• [MATERIAL TO PROCESS]
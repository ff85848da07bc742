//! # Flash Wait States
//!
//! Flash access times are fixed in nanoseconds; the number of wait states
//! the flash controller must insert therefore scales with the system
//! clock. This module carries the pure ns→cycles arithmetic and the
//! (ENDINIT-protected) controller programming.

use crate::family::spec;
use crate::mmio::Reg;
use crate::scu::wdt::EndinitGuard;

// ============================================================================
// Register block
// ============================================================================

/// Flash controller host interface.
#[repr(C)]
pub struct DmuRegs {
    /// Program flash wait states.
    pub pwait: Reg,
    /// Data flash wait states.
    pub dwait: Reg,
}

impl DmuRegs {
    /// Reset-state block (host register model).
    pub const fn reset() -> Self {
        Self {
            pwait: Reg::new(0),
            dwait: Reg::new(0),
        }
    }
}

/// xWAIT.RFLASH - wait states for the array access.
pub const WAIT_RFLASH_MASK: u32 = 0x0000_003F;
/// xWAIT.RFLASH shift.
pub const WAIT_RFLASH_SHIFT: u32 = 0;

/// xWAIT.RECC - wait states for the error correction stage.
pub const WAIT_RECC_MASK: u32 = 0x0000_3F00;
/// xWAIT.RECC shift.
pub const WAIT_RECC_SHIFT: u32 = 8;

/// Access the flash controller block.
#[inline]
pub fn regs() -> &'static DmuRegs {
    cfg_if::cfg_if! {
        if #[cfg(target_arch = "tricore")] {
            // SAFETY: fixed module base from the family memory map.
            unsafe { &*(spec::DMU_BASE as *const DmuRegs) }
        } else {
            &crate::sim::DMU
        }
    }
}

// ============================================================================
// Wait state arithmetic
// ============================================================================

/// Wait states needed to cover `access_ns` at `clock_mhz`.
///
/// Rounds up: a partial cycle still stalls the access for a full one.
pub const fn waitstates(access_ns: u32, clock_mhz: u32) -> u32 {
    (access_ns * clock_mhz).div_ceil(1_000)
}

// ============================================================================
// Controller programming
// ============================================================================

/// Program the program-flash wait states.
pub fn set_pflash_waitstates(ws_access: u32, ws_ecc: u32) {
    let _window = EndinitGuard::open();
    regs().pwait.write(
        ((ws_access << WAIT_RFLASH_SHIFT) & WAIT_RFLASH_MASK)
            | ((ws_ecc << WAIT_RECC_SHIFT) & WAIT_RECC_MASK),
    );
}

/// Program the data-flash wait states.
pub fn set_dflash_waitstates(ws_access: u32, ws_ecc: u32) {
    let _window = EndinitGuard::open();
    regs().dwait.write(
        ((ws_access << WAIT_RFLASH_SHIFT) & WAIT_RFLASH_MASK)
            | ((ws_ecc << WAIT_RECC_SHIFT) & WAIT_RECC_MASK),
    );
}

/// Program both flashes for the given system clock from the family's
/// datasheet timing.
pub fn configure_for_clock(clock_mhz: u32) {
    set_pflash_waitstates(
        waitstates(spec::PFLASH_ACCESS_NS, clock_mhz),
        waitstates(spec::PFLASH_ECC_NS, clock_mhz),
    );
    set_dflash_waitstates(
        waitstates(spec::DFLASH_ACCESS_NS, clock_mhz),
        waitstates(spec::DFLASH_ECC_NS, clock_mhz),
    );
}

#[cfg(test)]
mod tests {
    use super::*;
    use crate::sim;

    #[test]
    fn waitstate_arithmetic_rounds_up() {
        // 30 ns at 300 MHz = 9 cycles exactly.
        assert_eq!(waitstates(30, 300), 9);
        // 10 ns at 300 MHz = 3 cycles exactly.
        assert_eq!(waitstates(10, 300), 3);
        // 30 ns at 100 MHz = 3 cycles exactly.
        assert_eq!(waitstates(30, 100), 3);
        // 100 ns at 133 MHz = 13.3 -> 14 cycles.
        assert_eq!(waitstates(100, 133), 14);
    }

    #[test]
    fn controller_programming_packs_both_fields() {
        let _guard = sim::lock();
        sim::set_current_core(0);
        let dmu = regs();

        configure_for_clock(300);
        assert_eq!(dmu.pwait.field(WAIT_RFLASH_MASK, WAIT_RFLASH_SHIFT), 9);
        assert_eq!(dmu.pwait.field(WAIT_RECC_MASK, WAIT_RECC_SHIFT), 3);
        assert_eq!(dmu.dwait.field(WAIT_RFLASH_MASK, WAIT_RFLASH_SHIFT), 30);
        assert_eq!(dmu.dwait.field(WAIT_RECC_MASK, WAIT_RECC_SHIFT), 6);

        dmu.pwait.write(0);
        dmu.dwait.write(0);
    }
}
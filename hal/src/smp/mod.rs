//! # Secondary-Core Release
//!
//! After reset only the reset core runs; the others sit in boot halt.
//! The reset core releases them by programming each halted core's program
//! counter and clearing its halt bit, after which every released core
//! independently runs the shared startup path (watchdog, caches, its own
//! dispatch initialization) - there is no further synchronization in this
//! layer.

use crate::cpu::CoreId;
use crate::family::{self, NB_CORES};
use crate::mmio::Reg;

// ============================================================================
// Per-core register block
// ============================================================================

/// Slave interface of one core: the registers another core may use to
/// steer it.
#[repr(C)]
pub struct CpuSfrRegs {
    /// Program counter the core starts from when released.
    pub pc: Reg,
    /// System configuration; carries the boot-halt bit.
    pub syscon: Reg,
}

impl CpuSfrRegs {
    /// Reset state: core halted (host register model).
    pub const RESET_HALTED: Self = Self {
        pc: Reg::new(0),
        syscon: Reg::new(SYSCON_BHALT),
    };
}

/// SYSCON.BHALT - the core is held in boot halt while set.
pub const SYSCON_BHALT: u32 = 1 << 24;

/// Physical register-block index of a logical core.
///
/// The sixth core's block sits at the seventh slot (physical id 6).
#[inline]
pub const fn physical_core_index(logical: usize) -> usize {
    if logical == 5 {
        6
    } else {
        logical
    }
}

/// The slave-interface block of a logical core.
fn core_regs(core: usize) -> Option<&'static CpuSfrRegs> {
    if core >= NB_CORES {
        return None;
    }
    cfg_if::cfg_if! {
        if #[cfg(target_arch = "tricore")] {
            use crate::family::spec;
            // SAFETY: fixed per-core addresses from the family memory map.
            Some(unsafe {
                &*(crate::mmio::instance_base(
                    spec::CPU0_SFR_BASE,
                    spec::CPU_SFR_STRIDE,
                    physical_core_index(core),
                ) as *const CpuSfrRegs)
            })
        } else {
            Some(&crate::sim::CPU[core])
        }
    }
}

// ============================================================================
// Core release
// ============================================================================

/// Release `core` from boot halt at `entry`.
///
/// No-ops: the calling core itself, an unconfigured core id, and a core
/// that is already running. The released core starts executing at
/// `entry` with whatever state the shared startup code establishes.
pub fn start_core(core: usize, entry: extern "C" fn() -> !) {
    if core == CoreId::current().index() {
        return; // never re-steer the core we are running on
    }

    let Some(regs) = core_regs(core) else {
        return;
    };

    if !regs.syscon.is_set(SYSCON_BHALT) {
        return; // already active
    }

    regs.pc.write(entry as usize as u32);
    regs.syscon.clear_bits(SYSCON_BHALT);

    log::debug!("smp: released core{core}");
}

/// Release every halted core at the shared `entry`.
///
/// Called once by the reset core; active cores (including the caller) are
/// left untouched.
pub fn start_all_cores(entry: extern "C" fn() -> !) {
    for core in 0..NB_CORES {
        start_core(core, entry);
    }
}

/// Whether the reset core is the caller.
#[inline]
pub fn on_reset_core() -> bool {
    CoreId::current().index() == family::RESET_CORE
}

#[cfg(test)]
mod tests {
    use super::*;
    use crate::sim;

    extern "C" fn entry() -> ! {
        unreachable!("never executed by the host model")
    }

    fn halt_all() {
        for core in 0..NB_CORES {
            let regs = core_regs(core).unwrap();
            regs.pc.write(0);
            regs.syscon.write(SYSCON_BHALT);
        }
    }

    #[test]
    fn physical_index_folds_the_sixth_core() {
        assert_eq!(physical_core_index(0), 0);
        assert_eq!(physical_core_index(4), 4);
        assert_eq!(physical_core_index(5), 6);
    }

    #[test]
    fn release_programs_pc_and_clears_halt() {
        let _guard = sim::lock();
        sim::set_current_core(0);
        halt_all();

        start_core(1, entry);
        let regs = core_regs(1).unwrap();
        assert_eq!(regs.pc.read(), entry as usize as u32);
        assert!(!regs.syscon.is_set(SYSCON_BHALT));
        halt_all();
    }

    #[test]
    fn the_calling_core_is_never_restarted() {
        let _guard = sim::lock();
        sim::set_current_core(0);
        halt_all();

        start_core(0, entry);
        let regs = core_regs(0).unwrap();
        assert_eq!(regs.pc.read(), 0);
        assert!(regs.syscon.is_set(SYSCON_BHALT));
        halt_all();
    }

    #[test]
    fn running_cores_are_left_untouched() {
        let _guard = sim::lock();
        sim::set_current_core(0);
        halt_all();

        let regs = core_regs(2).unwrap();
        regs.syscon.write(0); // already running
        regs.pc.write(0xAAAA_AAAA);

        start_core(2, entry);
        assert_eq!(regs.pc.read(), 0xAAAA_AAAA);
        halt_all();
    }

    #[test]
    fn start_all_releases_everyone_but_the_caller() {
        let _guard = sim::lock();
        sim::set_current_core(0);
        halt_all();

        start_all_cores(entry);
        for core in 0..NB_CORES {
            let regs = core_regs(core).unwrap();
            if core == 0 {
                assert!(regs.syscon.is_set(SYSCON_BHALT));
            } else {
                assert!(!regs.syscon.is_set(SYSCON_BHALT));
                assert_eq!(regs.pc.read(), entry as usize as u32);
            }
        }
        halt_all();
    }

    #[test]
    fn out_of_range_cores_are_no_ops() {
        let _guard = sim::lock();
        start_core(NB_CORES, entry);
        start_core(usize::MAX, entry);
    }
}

• [EXERCISE INSTRUCTIONS] When "DmuRegs" shows up in a line of the material, report that line.

• [RESPONSE]
pub struct DmuRegs {
impl DmuRegs {
pub fn regs() -> &'static DmuRegs {
            unsafe { &*(spec::DMU_BASE as *const DmuRegs) }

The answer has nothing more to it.